— Your task —
Below are some entries; state how many of their lines include the word "statistics" and give no more than that number.

Data entries
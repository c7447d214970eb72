// Dweve Perfsuite - Benchmark Suite Inspection Toolkit
//
// Copyright (c) 2025 Dweve IP B.V. and individual contributors.
//
// SPDX-License-Identifier: Apache-2.0
//
// Licensed under the Apache License, Version 2.0 (the "License");
// you may not use this file except in compliance with the License.
// You may obtain a copy of the License in the LICENSE file at the
// root of this repository or at: http://www.apache.org/licenses/LICENSE-2.0
//
// Unless required by applicable law or agreed to in writing, software
// distributed under the License is distributed on an "AS IS" BASIS,
// WITHOUT WARRANTIES OR CONDITIONS OF ANY KIND, either express or implied.
// See the License for the specific language governing permissions and
// limitations under the License.

//! Perfsuite CLI library for command-line parsing and execution.
//!
//! # Commands
//!
//! ## Inspection
//!
//! - **show**: one line per benchmark, or a detailed layout with metadata,
//!   histograms, statistics and runs
//! - **hist**: text histograms, shared buckets for benchmarks of the same name
//! - **stats**: per-suite and per-benchmark statistics
//! - **dump**: runs with warmups, samples and metadata
//! - **slowest**: benchmarks with the longest total duration
//!
//! ## Comparison
//!
//! - **compare-to**: compare every suite with the first one
//! - **compare**: rank all suites for each common benchmark
//!
//! ## Editing
//!
//! - **convert**: filter benchmarks and runs, edit metadata, remove outliers
//!
//! ## Host
//!
//! - **metadata**: host metadata (CPU, kernel command line, ...)
//! - **system**: show, tune or reset the system for benchmarking
//!
//! ## Utilities
//!
//! - **completion**: shell completion scripts
//!
//! # Example
//!
//! ```no_run
//! use perfsuite_cli::commands::{show, ShowOptions};
//! use std::path::PathBuf;
//!
//! # fn main() -> Result<(), perfsuite_cli::error::CliError> {
//! let files = vec![PathBuf::from("main.json"), PathBuf::from("patch.json")];
//! show(&files, None, ShowOptions::default())?;
//! # Ok(())
//! # }
//! ```

pub mod cli;
pub mod commands;
pub mod error;
pub mod render;
pub mod system;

— Task result —
2